Do not forget that Iyer himself was once hauled up for contempt of court!
On 5 April,2023 in a major tailwind for press freedom and transparency, the Supreme Court reversed the ban on the Kerala based Malayalam news channel MediaOne, while deprecating the Union of India practice of filing ‘sealed cover’ reports. “Sealed cover proceedings infringe the principles of natural justice and open justice,” the bench of Chief Justice of India (CJI) DY Chandrachud and Justice Hima Kohli observed.
It was lovely to read that the top court caught the bull by the horn.

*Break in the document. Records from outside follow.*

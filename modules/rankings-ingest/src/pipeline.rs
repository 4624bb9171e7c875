use std::fmt;
use std::sync::Arc;

use tracing::{error, info, warn};
use uuid::Uuid;

use rankings_common::{JobSpec, JobsConfig, RankingError, Result, Source, SourceId, Week};
use rankings_store::RankStore;

use crate::extractor::RankExtractor;
use crate::fetcher::PageFetcher;
use crate::normalizer;

/// What one job did.
#[derive(Debug, Clone, PartialEq, Eq)]
pub struct IngestReport {
    pub source_id: SourceId,
    pub week: Week,
    pub extracted: usize,
    pub dropped_out_of_range: usize,
    pub dropped_duplicates: usize,
    pub persisted: usize,
    pub soft_timeout: bool,
}

#[derive(Debug)]
pub enum JobStatus {
    Completed(IngestReport),
    /// No usable URL configured.
    Skipped,
    Failed(RankingError),
}

#[derive(Debug)]
pub struct JobOutcome {
    pub name: String,
    pub source_id: SourceId,
    pub status: JobStatus,
}

/// Result of one batch. Individual job failures live here, never in the
/// batch's own return value.
#[derive(Debug)]
pub struct BatchSummary {
    pub run_id: Uuid,
    pub week: Week,
    pub outcomes: Vec<JobOutcome>,
}

impl BatchSummary {
    pub fn completed(&self) -> usize {
        self.outcomes
            .iter()
            .filter(|o| matches!(o.status, JobStatus::Completed(_)))
            .count()
    }

    pub fn failed(&self) -> usize {
        self.outcomes
            .iter()
            .filter(|o| matches!(o.status, JobStatus::Failed(_)))
            .count()
    }

    pub fn skipped(&self) -> usize {
        self.outcomes
            .iter()
            .filter(|o| matches!(o.status, JobStatus::Skipped))
            .count()
    }

    pub fn persisted(&self) -> usize {
        self.outcomes
            .iter()
            .map(|o| match &o.status {
                JobStatus::Completed(r) => r.persisted,
                _ => 0,
            })
            .sum()
    }
}

impl fmt::Display for BatchSummary {
    fn fmt(&self, f: &mut fmt::Formatter<'_>) -> fmt::Result {
        writeln!(f, "=== Ingest Run {} (week {}) ===", self.run_id, self.week)?;
        for outcome in &self.outcomes {
            match &outcome.status {
                JobStatus::Completed(r) => writeln!(
                    f,
                    "  {:<20} ok       {} persisted, {} dropped{}",
                    outcome.name,
                    r.persisted,
                    r.dropped_out_of_range + r.dropped_duplicates,
                    if r.soft_timeout { " (soft timeout)" } else { "" }
                )?,
                JobStatus::Skipped => writeln!(f, "  {:<20} skipped  no url", outcome.name)?,
                JobStatus::Failed(e) => writeln!(f, "  {:<20} FAILED   {e}", outcome.name)?,
            }
        }
        write!(
            f,
            "Completed: {}  Skipped: {}  Failed: {}  Rows written: {}",
            self.completed(),
            self.skipped(),
            self.failed(),
            self.persisted()
        )
    }
}

/// Fetch, normalize, extract, persist.
pub struct IngestPipeline {
    fetcher: Arc<dyn PageFetcher>,
    extractor: RankExtractor,
    store: Arc<dyn RankStore>,
    max_chars: usize,
}

impl IngestPipeline {
    pub fn new(
        fetcher: Arc<dyn PageFetcher>,
        extractor: RankExtractor,
        store: Arc<dyn RankStore>,
        max_chars: usize,
    ) -> Self {
        Self {
            fetcher,
            extractor,
            store,
            max_chars,
        }
    }

    /// Run one job end to end for `week`.
    pub async fn run_job(&self, job: &JobSpec, week: Week) -> Result<IngestReport> {
        let url = job
            .target_url()
            .ok_or_else(|| RankingError::Validation(format!("job {} has no url", job.name)))?;

        self.store
            .upsert_source(&Source {
                id: job.source_id,
                name: job.name.clone(),
            })
            .await
            .map_err(|e| RankingError::Persistence(e.to_string()))?;

        let page = self.fetcher.fetch(url).await?;
        let article = normalizer::normalize(&page.html, url, self.max_chars)?;
        let extraction = self.extractor.extract(&article.text, url).await?;

        let mut persisted = 0;
        for entry in &extraction.entries {
            self.store
                .upsert(entry.team_id, job.source_id, week, entry.rank)
                .await
                .map_err(|e| {
                    RankingError::Persistence(format!(
                        "{} team {} after {persisted} rows: {e}",
                        job.name, entry.team_id
                    ))
                })?;
            persisted += 1;
        }

        let report = IngestReport {
            source_id: job.source_id,
            week,
            extracted: extraction.entries.len(),
            dropped_out_of_range: extraction.dropped_out_of_range,
            dropped_duplicates: extraction.dropped_duplicates,
            persisted,
            soft_timeout: page.soft_timeout,
        };
        info!(
            job = job.name.as_str(),
            source_id = %job.source_id,
            %week,
            persisted,
            soft_timeout = page.soft_timeout,
            "Job complete"
        );
        Ok(report)
    }

    /// Run every configured job in order. A failing job is logged and recorded;
    /// the rest still run.
    pub async fn run_batch(&self, config: &JobsConfig) -> BatchSummary {
        let run_id = Uuid::new_v4();
        info!(%run_id, week = %config.week, jobs = config.jobs.len(), "Ingest batch starting");

        let mut outcomes = Vec::with_capacity(config.jobs.len());
        for job in &config.jobs {
            let status = if job.target_url().is_none() {
                warn!(job = job.name.as_str(), "No url configured, skipping");
                JobStatus::Skipped
            } else {
                match self.run_job(job, config.week).await {
                    Ok(report) => JobStatus::Completed(report),
                    Err(e) => {
                        error!(%run_id, job = job.name.as_str(), error = %e, "Job failed");
                        JobStatus::Failed(e)
                    }
                }
            };
            outcomes.push(JobOutcome {
                name: job.name.clone(),
                source_id: job.source_id,
                status,
            });
        }

        let summary = BatchSummary {
            run_id,
            week: config.week,
            outcomes,
        };
        info!(
            %run_id,
            completed = summary.completed(),
            skipped = summary.skipped(),
            failed = summary.failed(),
            "Ingest batch finished"
        );
        summary
    }
}
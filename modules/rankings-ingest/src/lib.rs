//! Weekly power-rankings ingestion: render each configured publisher page,
//! reduce it to article text, extract `(team, rank)` pairs with a model, and
//! write them to the rank store.

pub mod extractor;
pub mod fetcher;
pub mod normalizer;
pub mod pipeline;
#[cfg(any(test, feature = "test-support"))]
pub mod testing;

pub use extractor::{OpenAiInference, RankExtractor, RankingInference};
pub use fetcher::{BrowserlessFetcher, PageFetcher};
pub use pipeline::{BatchSummary, IngestPipeline, IngestReport, JobStatus};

In the Pegasus spyware case judgment, the apex court did not mince words, when it wrote, “Union of India must necessarily plead and prove the facts which indicate that the information sought must be kept secret as their divulgence would affect national security concerns… The state cannot get a free pass every time the spectre of ‘national security’ is raised. National security cannot be the bugbear that the judiciary shies away from”.
In the MediaOne judgment Chief Justice Chandrachud writes, “ The claimant would be jumping into a pit of fire with their eyes closed even if they consent to a sealed cover procedure. As Lord Kerr remarked in Al Rawi (supra), the claim that closed material procedure would provide a fairer outcome is premised on the assumption that the adjudicator is impartial. However, beyond this assumption, it must be recognised that the court could be misled by the material that is not subject to inspection and examination. This would lead a situation where the court renders an unfair judgment and such an unfair decision would not be amenable to both judicial review and public criticism on merits. (paragraph 155)”.

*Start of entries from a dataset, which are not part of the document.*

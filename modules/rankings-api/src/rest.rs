use std::collections::HashSet;
use std::sync::Arc;

use axum::{
    extract::{Query, State},
    http::StatusCode,
    response::{IntoResponse, Json},
};
use serde::Deserialize;
use tracing::{info, warn};

use rankings_common::catalog::{self, TEAM_COUNT};
use rankings_common::{ObservationId, RankingError, SourceId, TeamId, Week};

use crate::error::ApiError;
use crate::AppState;

type ApiResult<T> = Result<T, ApiError>;

// --- Request bodies ---

#[derive(Deserialize)]
pub struct WeekQuery {
    week: Option<i32>,
}

#[derive(Deserialize)]
pub struct LoginRequest {
    password: String,
}

#[derive(Deserialize)]
pub struct SourceRank {
    source_id: i32,
    value: Option<i64>,
}

#[derive(Deserialize)]
pub struct SubmitRankingsRequest {
    team_id: i64,
    week: i32,
    ranks: Vec<SourceRank>,
    password: String,
}

#[derive(Deserialize)]
pub struct ApproveRequest {
    ranking_id: i64,
    password: String,
}

#[derive(Deserialize)]
pub struct PasswordOnly {
    password: String,
}

// --- Read side ---

pub async fn api_rankings(
    State(state): State<Arc<AppState>>,
    Query(params): Query<WeekQuery>,
) -> ApiResult<impl IntoResponse> {
    let week = Week(params.week.unwrap_or(1));
    let teams = state.store.list_by_week(week).await?;
    Ok(Json(teams))
}

pub async fn api_weeks(State(state): State<Arc<AppState>>) -> ApiResult<impl IntoResponse> {
    Ok(Json(state.store.list_distinct_weeks().await?))
}

pub async fn api_teams() -> impl IntoResponse {
    Json(catalog::list_teams())
}

pub async fn api_sources(State(state): State<Arc<AppState>>) -> ApiResult<impl IntoResponse> {
    Ok(Json(state.store.list_sources().await?))
}

// --- Operator writes ---

pub async fn api_login(
    State(state): State<Arc<AppState>>,
    Json(body): Json<LoginRequest>,
) -> impl IntoResponse {
    if state.secret.matches(&body.password) {
        Json(serde_json::json!({"success": true})).into_response()
    } else {
        warn!("Failed login attempt");
        (
            StatusCode::UNAUTHORIZED,
            Json(serde_json::json!({"success": false, "message": "Invalid Password"})),
        )
            .into_response()
    }
}

/// Manual edit: one team, one week, any number of sources. Goes through the
/// same upsert as ingestion, so every written row loses its flags.
///
/// Every entry is checked before the first write; a rejected request leaves
/// the store untouched.
pub async fn api_submit_rankings(
    State(state): State<Arc<AppState>>,
    Json(body): Json<SubmitRankingsRequest>,
) -> ApiResult<impl IntoResponse> {
    state.secret.verify(&body.password)?;

    let team_id = TeamId::new(body.team_id).ok_or_else(|| {
        RankingError::Validation(format!("unknown team {}", body.team_id))
    })?;

    let mut writes = Vec::new();
    for entry in &body.ranks {
        let Some(value) = entry.value else {
            continue;
        };
        let rank = i32::try_from(value)
            .ok()
            .filter(|r| (1..=TEAM_COUNT as i32).contains(r))
            .ok_or_else(|| {
                RankingError::Validation(format!(
                    "rank {value} for source {} is outside 1-{TEAM_COUNT}",
                    entry.source_id
                ))
            })?;
        writes.push((SourceId(entry.source_id), rank));
    }

    let known: HashSet<SourceId> = state
        .store
        .list_sources()
        .await?
        .into_iter()
        .map(|s| s.id)
        .collect();
    if let Some((unknown, _)) = writes.iter().find(|(id, _)| !known.contains(id)) {
        return Err(RankingError::Validation(format!("unknown source {unknown}")).into());
    }

    let week = Week(body.week);
    for &(source_id, rank) in &writes {
        state.store.upsert(team_id, source_id, week, rank).await?;
    }

    info!(%team_id, %week, updated = writes.len(), "Manual rankings submitted");
    Ok(Json(serde_json::json!({"success": true, "updated": writes.len()})))
}

pub async fn api_approve_outlier(
    State(state): State<Arc<AppState>>,
    Json(body): Json<ApproveRequest>,
) -> ApiResult<impl IntoResponse> {
    state
        .gate
        .approve(ObservationId(body.ranking_id), &body.password)
        .await?;
    Ok(Json(serde_json::json!({"success": true})))
}

pub async fn api_run_referee(
    State(state): State<Arc<AppState>>,
    Json(body): Json<PasswordOnly>,
) -> ApiResult<impl IntoResponse> {
    state.secret.verify(&body.password)?;
    let report = state.referee.sweep().await?;
    Ok(Json(report))
}

#[cfg(test)]
mod tests {
    use std::sync::Arc;

    use axum::{
        body::Body,
        http::{Request, StatusCode},
        Router,
    };
    use serde_json::{json, Value};
    use tower::ServiceExt;

    use rankings_common::{SharedSecret, SourceId, TeamId, Week};
    use rankings_store::{MemoryRankStore, RankStore};

    use crate::{app, AppState};

    const PASSWORD: &str = "letmein";

    fn router(store: Arc<MemoryRankStore>) -> Router {
        app(AppState::new(store, SharedSecret::new(PASSWORD).unwrap()))
    }

    fn store() -> Arc<MemoryRankStore> {
        Arc::new(MemoryRankStore::with_sources(&[(1, "ESPN"), (2, "NFL.com"), (3, "CBS")]))
    }

    fn team(id: i64) -> TeamId {
        TeamId::new(id).unwrap()
    }

    async fn send(router: Router, method: &str, uri: &str, body: Option<Value>) -> (StatusCode, Value) {
        let request = Request::builder().method(method).uri(uri);
        let request = match body {
            Some(body) => request
                .header("content-type", "application/json")
                .body(Body::from(body.to_string()))
                .unwrap(),
            None => request.body(Body::empty()).unwrap(),
        };
        let response = router.oneshot(request).await.unwrap();
        let status = response.status();
        let bytes = axum::body::to_bytes(response.into_body(), usize::MAX).await.unwrap();
        let value = serde_json::from_slice(&bytes).unwrap_or(Value::Null);
        (status, value)
    }

    #[tokio::test]
    async fn health_check() {
        let response = router(store())
            .oneshot(Request::builder().uri("/").body(Body::empty()).unwrap())
            .await
            .unwrap();
        assert_eq!(response.status(), StatusCode::OK);
    }

    #[tokio::test]
    async fn login_checks_the_shared_secret() {
        let (status, body) =
            send(router(store()), "POST", "/login", Some(json!({"password": PASSWORD}))).await;
        assert_eq!(status, StatusCode::OK);
        assert_eq!(body["success"], true);

        let (status, body) =
            send(router(store()), "POST", "/login", Some(json!({"password": "nope"}))).await;
        assert_eq!(status, StatusCode::UNAUTHORIZED);
        assert_eq!(body["message"], "Invalid Password");
    }

    #[tokio::test]
    async fn rankings_default_to_week_one_and_order_by_mean() {
        let store = store();
        store.upsert(team(4), SourceId(1), Week(1), 3).await.unwrap();
        store.upsert(team(16), SourceId(1), Week(1), 1).await.unwrap();
        store.upsert(team(16), SourceId(2), Week(1), 2).await.unwrap();
        store.upsert(team(11), SourceId(1), Week(2), 1).await.unwrap();

        let (status, body) = send(router(store.clone()), "GET", "/rankings", None).await;
        assert_eq!(status, StatusCode::OK);
        let teams = body.as_array().unwrap();
        assert_eq!(teams.len(), 2);
        assert_eq!(teams[0]["name"], "Kansas City Chiefs");
        assert_eq!(teams[0]["consensus_score"], 1.5);

        let (_, body) = send(router(store.clone()), "GET", "/rankings?week=2", None).await;
        assert_eq!(body[0]["team_id"], 11);

        let (_, body) = send(router(store), "GET", "/weeks", None).await;
        assert_eq!(body, json!([1, 2]));
    }

    #[tokio::test]
    async fn teams_and_sources() {
        let (_, body) = send(router(store()), "GET", "/teams", None).await;
        assert_eq!(body.as_array().unwrap().len(), 32);
        assert_eq!(body[0]["name"], "Arizona Cardinals");

        let (_, body) = send(router(store()), "GET", "/sources", None).await;
        assert_eq!(body[2]["name"], "CBS");
    }

    #[tokio::test]
    async fn submit_requires_password_and_writes_nothing_without_it() {
        let store = store();
        let body = json!({
            "team_id": 16, "week": 3, "password": "wrong",
            "ranks": [{"source_id": 1, "value": 4}]
        });

        let (status, _) = send(router(store.clone()), "POST", "/submit-rankings", Some(body)).await;

        assert_eq!(status, StatusCode::UNAUTHORIZED);
        assert!(store.snapshot().is_empty());
    }

    #[tokio::test]
    async fn submit_upserts_and_resets_flags() {
        let store = store();
        let id = store.upsert(team(16), SourceId(1), Week(3), 9).await.unwrap();
        store.set_approved(id, true).await.unwrap();

        let body = json!({
            "team_id": 16, "week": 3, "password": PASSWORD,
            "ranks": [{"source_id": 1, "value": 9}, {"source_id": 2, "value": 2}, {"source_id": 3, "value": null}]
        });
        let (status, resp) = send(router(store.clone()), "POST", "/submit-rankings", Some(body)).await;

        assert_eq!(status, StatusCode::OK);
        assert_eq!(resp["updated"], 2);
        let obs = store.find(team(16), SourceId(1), Week(3)).unwrap();
        assert!(!obs.outlier_approved);
        assert_eq!(store.find(team(16), SourceId(2), Week(3)).unwrap().rank, 2);
        assert!(store.find(team(16), SourceId(3), Week(3)).is_none());
    }

    #[tokio::test]
    async fn submit_rejects_bad_input() {
        let store = store();
        let out_of_range = json!({
            "team_id": 16, "week": 3, "password": PASSWORD,
            "ranks": [{"source_id": 1, "value": 2}, {"source_id": 2, "value": 33}]
        });
        let (status, _) =
            send(router(store.clone()), "POST", "/submit-rankings", Some(out_of_range)).await;
        assert_eq!(status, StatusCode::BAD_REQUEST);
        assert!(store.snapshot().is_empty());

        let unknown_team = json!({
            "team_id": 40, "week": 3, "password": PASSWORD,
            "ranks": [{"source_id": 1, "value": 2}]
        });
        let (status, _) =
            send(router(store.clone()), "POST", "/submit-rankings", Some(unknown_team)).await;
        assert_eq!(status, StatusCode::BAD_REQUEST);

        let unknown_source = json!({
            "team_id": 16, "week": 3, "password": PASSWORD,
            "ranks": [{"source_id": 77, "value": 2}]
        });
        let (status, _) =
            send(router(store), "POST", "/submit-rankings", Some(unknown_source)).await;
        assert_eq!(status, StatusCode::BAD_REQUEST);
    }

    #[tokio::test]
    async fn unknown_source_late_in_the_list_writes_nothing() {
        let store = store();
        let body = json!({
            "team_id": 16, "week": 3, "password": PASSWORD,
            "ranks": [{"source_id": 1, "value": 2}, {"source_id": 77, "value": 2}]
        });

        let (status, resp) = send(router(store.clone()), "POST", "/submit-rankings", Some(body)).await;

        assert_eq!(status, StatusCode::BAD_REQUEST);
        assert_eq!(resp["message"], "Validation error: unknown source 77");
        assert!(store.find(team(16), SourceId(1), Week(3)).is_none());
        assert!(store.snapshot().is_empty());
    }

    #[tokio::test]
    async fn approve_outlier_flow() {
        let store = store();
        let id = store.upsert(team(16), SourceId(3), Week(12), 9).await.unwrap();
        store.set_outlier(id, true).await.unwrap();

        let (status, _) = send(
            router(store.clone()),
            "POST",
            "/approve-outlier",
            Some(json!({"ranking_id": id.0, "password": "wrong"})),
        )
        .await;
        assert_eq!(status, StatusCode::UNAUTHORIZED);
        assert!(store.get_observation(id).await.unwrap().unwrap().is_outlier);

        let (status, _) = send(
            router(store.clone()),
            "POST",
            "/approve-outlier",
            Some(json!({"ranking_id": id.0, "password": PASSWORD})),
        )
        .await;
        assert_eq!(status, StatusCode::OK);
        let obs = store.get_observation(id).await.unwrap().unwrap();
        assert!(obs.outlier_approved && !obs.is_outlier);

        let (status, _) = send(
            router(store),
            "POST",
            "/approve-outlier",
            Some(json!({"ranking_id": 9999, "password": PASSWORD})),
        )
        .await;
        assert_eq!(status, StatusCode::NOT_FOUND);
    }

    #[tokio::test]
    async fn referee_runs_on_demand() {
        let store = store();
        for (source, rank) in [(1, 1), (2, 2), (3, 9)] {
            store.upsert(team(16), SourceId(source), Week(12), rank).await.unwrap();
        }

        let (status, _) = send(
            router(store.clone()),
            "POST",
            "/referee/run",
            Some(json!({"password": "wrong"})),
        )
        .await;
        assert_eq!(status, StatusCode::UNAUTHORIZED);
        assert!(store.snapshot().iter().all(|o| !o.is_outlier));

        let (status, report) = send(
            router(store.clone()),
            "POST",
            "/referee/run",
            Some(json!({"password": PASSWORD})),
        )
        .await;
        assert_eq!(status, StatusCode::OK);
        assert_eq!(report["flagged"], 1);
        assert!(store.find(team(16), SourceId(3), Week(12)).unwrap().is_outlier);
    }
}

But the mischievous wag in me pops up inconveniently that when it comes to the conduct of judges under the ‘in-house mechanism’, it is still ‘closed material procedure’ that prevails.
One is deliberately, intentionally, advisedly and abundantly cautiously refraining from alluding to specific instances, in order ‘to be guarded and careful when it comes to our law lords imbued with contempt power, be it called for or not’ as Harish Salve once counseled.
Anyway, we know who they may be or are!
That is not the issue. The question is Why?
Do we not need to know that there was a ‘fair consideration’ and a ‘fairer outcome’?
Was the issue ‘subjected to inspection and examination’ that it deserved? Do we have reasons on why ‘ the information sought must be kept secret as their divulgence would affect…..” as the benchmark the justices have laid in MediaOne. Or whether judiciary has a ‘free pass’ which UOI was rightly denied of? All troubling questions for which we have no answer.
Are We the People entitled to it? Do we need an Accountability Commission? You be the Judge.